BEGIN Extracted records

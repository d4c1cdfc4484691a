//! Transport client error types.

use thiserror::Error;

/// Errors that can occur while talking to a tool server subprocess.
#[derive(Debug, Error)]
pub enum McpError {
    /// The server process failed to start.
    #[error("failed to spawn server '{name}': {reason}")]
    SpawnFailed { name: String, reason: String },

    /// The initialization handshake failed.
    #[error("server '{name}' initialization failed: {reason}")]
    InitFailed { name: String, reason: String },

    /// JSON-RPC communication error (serialization, write or flush failure).
    #[error("transport error for server '{server}': {reason}")]
    TransportError { server: String, reason: String },

    /// Server returned a JSON-RPC error response.
    #[error("server error: {message}")]
    ServerError {
        code: Option<i64>,
        message: String,
        data: Option<serde_json::Value>,
    },

    /// No response arrived within the request deadline.
    #[error("request '{method}' to server '{server}' timed out after {timeout_ms}ms")]
    Timeout {
        server: String,
        method: String,
        timeout_ms: u64,
    },

    /// The pending request was dropped before a response arrived.
    #[error("request {id} to server '{server}' was abandoned")]
    RequestAbandoned { server: String, id: u64 },
}

impl McpError {
    /// Whether this error came from the remote server rather than the channel.
    pub fn is_protocol_error(&self) -> bool {
        matches!(self, McpError::ServerError { .. })
    }
}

END Extracted records

▶ **Problem to work on**
An answer is complete only when it holds every line above containing the string "initialization".

▶ **Answer to the problem**
    /// The initialization handshake failed.
    #[error("server '{name}' initialization failed: {reason}")]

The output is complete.